Lavorare in medicina e psicoterapia apre la porta a ogni tipo di incontro: è un’esperienza meravigliosa e, qualche volta, frustrante, che insegna a rispettare l’altrui percorso di vita anche quando completamente diverso dal proprio. Capita che le soluzioni possibili siano evidenti, a portata di mano, ma per il paziente non sia il momento di afferrarle e farle proprie: ampliare le specializzazioni mediche con la psicoterapia ha reso ancora più necessario accettare che ognuno di noi scelga consapevolmente di aderire alla guarigione oppure rimandare.
Mi piace essere pratica: se mi si chiede aiuto prediligo porgere forma concrete di recupero di un equilibrio, perché il corpo fisico e la mente (non separati, in verità) si incamminino su un percorso di vera salute in totale armonia. Il fatto è che la concretezza del medico-psicoterapeuta a volte non coincide con il fare del paziente. Con “fare” non alludo a qualche lavoro fisico o a compiti a casa da eseguire con pedissequa diligenza: mi riferisco all’applicazione quotidiana di principi ideali che, di solito, trovano d’accordo più o meno tutti.
Vibrare alto o basso: chi ormai non conosce queste espressioni? Chi non condivide che alcune situazioni, parole, persone, abbassano la nostra energia, mentre altre la innalzano e stimolano la voglia di esistere, fare, evolvere, proseguire? La teoria è stata ormai compresa, ma a pochi viene in mente che si debba passare alla realizzazione pratica: sono discorsi da bar, da cene con gli amici, da esoteristi dell’ultima ora che non approfondiscono mai. I discorsi depressivi, le memorie pesanti, le scelte personali e professionali svilenti o inadatte continuano a popolare l’esperienza giornaliera, e più si cerca di focalizzare l’attenzione su una specie di autolesionismo energetico più si ottiene la risposta standard “ma è difficile!”.
Certo, è difficile: prendersi cura di sé è atto d’amore e abbiamo disimparato ad amarci, così tanto che confondiamo l’amore per sé con un sano egoismo; che l’egoismo non sia sano è una realtà, e che con l’amore non c’entri niente altrettanto. Amarsi non è diventare egoisti! La guarigione interiore è un passaggio fondamentale quando cerchiamo l’equilibrio, che il corpo fisico sia sano oppure malato: per arrivare al percorso che ho chiamato la Via della Cura il primo sguardo deve riguardare noi, ciò che abbiamo dentro, ciò che siamo, la parte silenziosa che non abbiamo ancora espresso in pieno. E il passo pratico è accedere alle verità energetiche che in fondo già possediamo, renderle atteggiamento normale.

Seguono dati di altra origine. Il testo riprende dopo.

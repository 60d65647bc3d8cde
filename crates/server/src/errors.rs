use axum::http::StatusCode;
use axum::response::{IntoResponse, Response};
use axum::Json;
use serde_json::json;
use thiserror::Error;
use tracing::{error, warn};

use service::auth::AuthError;
use service::validation::FieldErrors;
use service::ServiceError;

pub const UNAUTHENTICATED: &str = "Unauthenticated.";
pub const SERVER_ERROR: &str = "Server Error";

/// Error returned by every handler; rendered as `{ "message": .. }` with
/// field errors added for validation failures.
#[derive(Debug, Error)]
pub enum ApiError {
    #[error("{0}")]
    Validation(FieldErrors),
    #[error("{1}")]
    Status(StatusCode, String),
    #[error("internal: {0}")]
    Internal(String),
}

impl ApiError {
    pub fn unauthenticated() -> Self { Self::Status(StatusCode::UNAUTHORIZED, UNAUTHENTICATED.into()) }

    pub fn not_found(message: impl Into<String>) -> Self { Self::Status(StatusCode::NOT_FOUND, message.into()) }

    pub fn unprocessable(message: impl Into<String>) -> Self {
        Self::Status(StatusCode::UNPROCESSABLE_ENTITY, message.into())
    }

    pub fn status(&self) -> StatusCode {
        match self {
            ApiError::Validation(_) => StatusCode::UNPROCESSABLE_ENTITY,
            ApiError::Status(status, _) => *status,
            ApiError::Internal(_) => StatusCode::INTERNAL_SERVER_ERROR,
        }
    }
}

impl From<ServiceError> for ApiError {
    fn from(err: ServiceError) -> Self {
        match err {
            ServiceError::Validation(fields) => ApiError::Validation(fields),
            ServiceError::NotFound(message) => ApiError::not_found(message),
            other => ApiError::Internal(other.to_string()),
        }
    }
}

impl From<AuthError> for ApiError {
    fn from(err: AuthError) -> Self {
        match err {
            AuthError::Validation(fields) => ApiError::Validation(fields),
            AuthError::InvalidCredentials => ApiError::unprocessable(err.to_string()),
            AuthError::Unauthenticated => ApiError::unauthenticated(),
            other => ApiError::Internal(format!("auth error {}: {}", other.code(), other)),
        }
    }
}

impl IntoResponse for ApiError {
    fn into_response(self) -> Response {
        let status = self.status();
        match self {
            ApiError::Validation(fields) => {
                let body = json!({ "message": fields.summary(), "errors": fields });
                (status, Json(body)).into_response()
            }
            ApiError::Status(_, message) => {
                if status == StatusCode::UNAUTHORIZED {
                    warn!(status = status.as_u16(), "request rejected: unauthenticated");
                }
                (status, Json(json!({ "message": message }))).into_response()
            }
            ApiError::Internal(cause) => {
                error!(error = %cause, "request failed");
                (status, Json(json!({ "message": SERVER_ERROR }))).into_response()
            }
        }
    }
}
use chrono::{DateTime, Utc};
use serde::{Deserialize, Deserializer, Serialize};
use uuid::Uuid;

/// Stored user, including the password hash. Never serialised directly.
#[derive(Debug, Clone, PartialEq, Eq)]
pub struct User {
    pub id: Uuid,
    pub name: String,
    pub email: String,
    pub password_hash: String,
    pub created_at: DateTime<Utc>,
    pub updated_at: DateTime<Utc>,
}

/// Public projection returned by the API.
#[derive(Debug, Clone, PartialEq, Eq, Serialize, Deserialize)]
pub struct UserView {
    pub id: Uuid,
    pub name: String,
    pub email: String,
    pub created_at: DateTime<Utc>,
    pub updated_at: DateTime<Utc>,
}

impl From<User> for UserView {
    fn from(u: User) -> Self {
        Self { id: u.id, name: u.name, email: u.email, created_at: u.created_at, updated_at: u.updated_at }
    }
}

impl From<models::user::Model> for User {
    fn from(m: models::user::Model) -> Self {
        Self {
            id: m.id,
            name: m.name,
            email: m.email,
            password_hash: m.password_hash,
            created_at: m.created_at.with_timezone(&Utc),
            updated_at: m.updated_at.with_timezone(&Utc),
        }
    }
}

/// Insert payload; `email` already normalised, `password_hash` already hashed.
#[derive(Debug, Clone)]
pub struct NewUser {
    pub name: String,
    pub email: String,
    pub password_hash: String,
}

/// Update payload. `password_hash: None` keeps the stored hash.
#[derive(Debug, Clone)]
pub struct UserChanges {
    pub name: String,
    pub email: String,
    pub password_hash: Option<String>,
}

/// Query string of the listing endpoint.
#[derive(Debug, Clone, Default, Deserialize)]
pub struct ListUsersQuery {
    pub search: Option<String>,
    #[serde(default, deserialize_with = "lenient_number")]
    pub page: Option<u32>,
    #[serde(default, deserialize_with = "lenient_number")]
    pub per_page: Option<u32>,
}

/// Query values arrive as strings; anything unparsable falls back to the default.
fn lenient_number<'de, D>(deserializer: D) -> Result<Option<u32>, D::Error>
where
    D: Deserializer<'de>,
{
    let raw = Option::<String>::deserialize(deserializer)?;
    Ok(raw.and_then(|s| s.trim().parse().ok()))
}

impl ListUsersQuery {
    /// Trimmed search term, `None` when blank.
    pub fn term(&self) -> Option<&str> {
        self.search.as_deref().map(str::trim).filter(|s| !s.is_empty())
    }
}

“Sono una malata, sono una paziente oncologica”: quando in studio incontro una donna che, per la prima volta, arriva in visita e si definisce usando la malattia correggo le parole, spendo tempo per spiegare quanto sia pericoloso definirsi in questo modo. Non è una velleità: è la potenza delle parole! E’ la loro vibrazione, che entra direttamente in quella dei nostri organi e delle emozioni. E’ un effetto pesante, concreto, reale sulla cosiddetta salute. La guarigione è un fare, anche quando non c’è niente da realizzare in termini lavorativi o di movimento muscolare: riservare a se stessi l’applicazione dei principi fondamentali dell’energia è un fare, ed è la base naturale del percorso della cura.